Un peu en dehors de Kinshasa, la capitale de la République Démocratique du Congo, se trouve la cité de Masina, peuplée de pas moins de cinq millions d’habitants. Une cité grande comme un pays qui posséde le triste record du plus haut taux de natalité chez les mineurs en RDC. On ne compte plus qu’une seule université et peu d’écoles ; le nombre d’analphabètes y est particulièrement élevé.
Devant le magasin “La chinoise”, tenu par une petite dame menue ne parlant pas un mot de Lingala, j’attends le fils de Thérèse. Il va nous servir de guide pour traverser le dédale de rues en terre battue nous reliant au point de rendez-vous. Quelques vendeurs écartent leurs légumes ou le charbon pour laisser un passage à notre véhicule. Au cœur de la cité, sous un soleil de fin de saison des pluies, Maman Thérèse nous accueille et me présente à ces femmes qui m’attendent, ou plutôt qui attendent que nous parlions d’elles.
Toutes habitent à proximité de chez Thérèse. Celle-ci m’explique rapidement que, dans chaque parcelle de Masina, au moins une femme élève seule ses enfants.

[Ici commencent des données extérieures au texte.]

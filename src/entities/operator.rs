// 🚌 Operator Entity - a transport operator resolved from several source tables
//
// "PrimaryIdentifier is IDENTITY (never changes), names and contacts are VALUES"

use chrono::{DateTime, Utc};
use serde::{Deserialize, Serialize};
use std::collections::BTreeMap;

use super::{AlternateNames, CanonicalEntity, DataSource};
use crate::hashing::ContentHasher;
use crate::store::Collection;

// ============================================================================
// OPERATOR ENTITY
// ============================================================================

#[derive(Debug, Clone, Default, PartialEq, Serialize, Deserialize)]
#[serde(rename_all = "PascalCase")]
pub struct Operator {
    // ========================================================================
    // IDENTITY
    // ========================================================================
    pub primary_identifier: String,

    /// Source-specific identifiers, e.g. {"NOC": "ABCD"}
    #[serde(default)]
    pub other_identifiers: BTreeMap<String, String>,

    // ========================================================================
    // VALUES
    // ========================================================================
    #[serde(default)]
    pub primary_name: String,

    /// Alternate names; never contains `primary_name` once filtered
    #[serde(default)]
    pub other_names: Vec<String>,

    #[serde(default, skip_serializing_if = "Option::is_none")]
    pub operator_group_ref: Option<String>,

    #[serde(default)]
    pub transport_type: Vec<String>,

    #[serde(default)]
    pub licence: String,

    #[serde(default)]
    pub website: String,

    #[serde(default)]
    pub email: String,

    #[serde(default)]
    pub address: String,

    #[serde(default)]
    pub phone_number: String,

    #[serde(default)]
    pub social_media: BTreeMap<String, String>,

    // ========================================================================
    // BOOKKEEPING (excluded from hash)
    // ========================================================================
    #[serde(default, skip_serializing_if = "Option::is_none")]
    pub creation_date_time: Option<DateTime<Utc>>,

    #[serde(default, skip_serializing_if = "Option::is_none")]
    pub modification_date_time: Option<DateTime<Utc>>,

    #[serde(default, skip_serializing_if = "Option::is_none")]
    pub data_source: Option<DataSource>,
}

impl Operator {
    pub fn new(primary_identifier: &str, primary_name: &str) -> Self {
        Operator {
            primary_identifier: primary_identifier.to_string(),
            primary_name: primary_name.to_string(),
            ..Default::default()
        }
    }

    /// Add an alternate name (duplicates are resolved by the post-resolution filter)
    pub fn add_other_name(&mut self, name: &str) {
        self.other_names.push(name.to_string());
    }
}

impl CanonicalEntity for Operator {
    const COLLECTION: Collection = Collection::Operators;
    const ENTITY_TYPE: &'static str = "Operator";

    fn identifier(&self) -> &str {
        &self.primary_identifier
    }

    fn unique_hash(&self) -> String {
        ContentHasher::new(Self::ENTITY_TYPE)
            .field("PrimaryIdentifier", &self.primary_identifier)
            .map("OtherIdentifiers", &self.other_identifiers)
            .field("PrimaryName", &self.primary_name)
            .set("OtherNames", &self.other_names)
            .optional("OperatorGroupRef", self.operator_group_ref.as_deref())
            .set("TransportType", &self.transport_type)
            .field("Licence", &self.licence)
            .field("Website", &self.website)
            .field("Email", &self.email)
            .field("Address", &self.address)
            .field("PhoneNumber", &self.phone_number)
            .map("SocialMedia", &self.social_media)
            .finish()
    }

    fn creation_datetime(&self) -> Option<DateTime<Utc>> {
        self.creation_date_time
    }

    fn modification_datetime(&self) -> Option<DateTime<Utc>> {
        self.modification_date_time
    }

    fn set_bookkeeping(
        &mut self,
        creation: DateTime<Utc>,
        modification: DateTime<Utc>,
        datasource: &DataSource,
    ) {
        self.creation_date_time = Some(creation);
        self.modification_date_time = Some(modification);
        self.data_source = Some(datasource.clone());
    }
}

impl AlternateNames for Operator {
    fn primary_name(&self) -> &str {
        &self.primary_name
    }

    fn other_names_mut(&mut self) -> &mut Vec<String> {
        &mut self.other_names
    }
}

// ============================================================================
// TESTS
// ============================================================================

#[cfg(test)]
mod tests {
    use super::*;
    use chrono::TimeZone;

    fn sample_operator() -> Operator {
        let mut operator = Operator::new("GB:NOC:ABCD", "Example Buses");
        operator.other_identifiers.insert("NOC".to_string(), "ABCD".to_string());
        operator.transport_type = vec!["Bus".to_string()];
        operator.licence = "PB0001234".to_string();
        operator
    }

    #[test]
    fn test_hash_ignores_other_names_order() {
        let mut a = sample_operator();
        a.other_names = vec!["A".to_string(), "B".to_string()];

        let mut b = sample_operator();
        b.other_names = vec!["B".to_string(), "A".to_string()];

        assert_eq!(a.unique_hash(), b.unique_hash());
    }

    #[test]
    fn test_hash_ignores_bookkeeping() {
        let a = sample_operator();
        let mut b = sample_operator();

        let t0 = Utc.with_ymd_and_hms(2024, 1, 1, 0, 0, 0).unwrap();
        b.set_bookkeeping(t0, t0, &DataSource::new("traveline-noc", "Traveline", "x"));

        assert_eq!(a.unique_hash(), b.unique_hash());
    }

    #[test]
    fn test_hash_detects_semantic_change() {
        let a = sample_operator();
        let mut b = sample_operator();
        b.email = "ops@example.co.uk".to_string();

        assert_ne!(a.unique_hash(), b.unique_hash());
    }

    #[test]
    fn test_serialized_field_names() {
        let operator = sample_operator();
        let json = serde_json::to_value(&operator).unwrap();

        assert_eq!(json["PrimaryIdentifier"], "GB:NOC:ABCD");
        assert_eq!(json["OtherIdentifiers"]["NOC"], "ABCD");
        assert!(json.get("CreationDateTime").is_none());
    }
}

Pour ceux-ci, les pères sont absents, voir inconnus.
Ces femmes vivent tant bien que mal du soutien d’un parent ou, pour la plupart, ne “travaillent pas”. C’est à la suite de quelques rencontres et témoignages que je comprends que “Je ne travaille pas” est une façon pudique de [me] parler de prostitution. Pour pouvoir se procurer un morceau de pain, de sucre ou du savon elles “ne travaillent pas”, et ce pour le maigre “bénéfice” de 50 cents à 2 dollars!
La contraception est peu, ou pas utilisée : elle est un sujet tabou. “Ce n’est pas nous qui décidons” témoigne Jeanne. Pour ne rien faciliter, en RDC, les femmes seules ne sont pas reconnues comme chef de famille. Elles ne reçoivent aucune allocation si elles ne sont pas mariées ou si les enfants ne sont pas reconnus par le père.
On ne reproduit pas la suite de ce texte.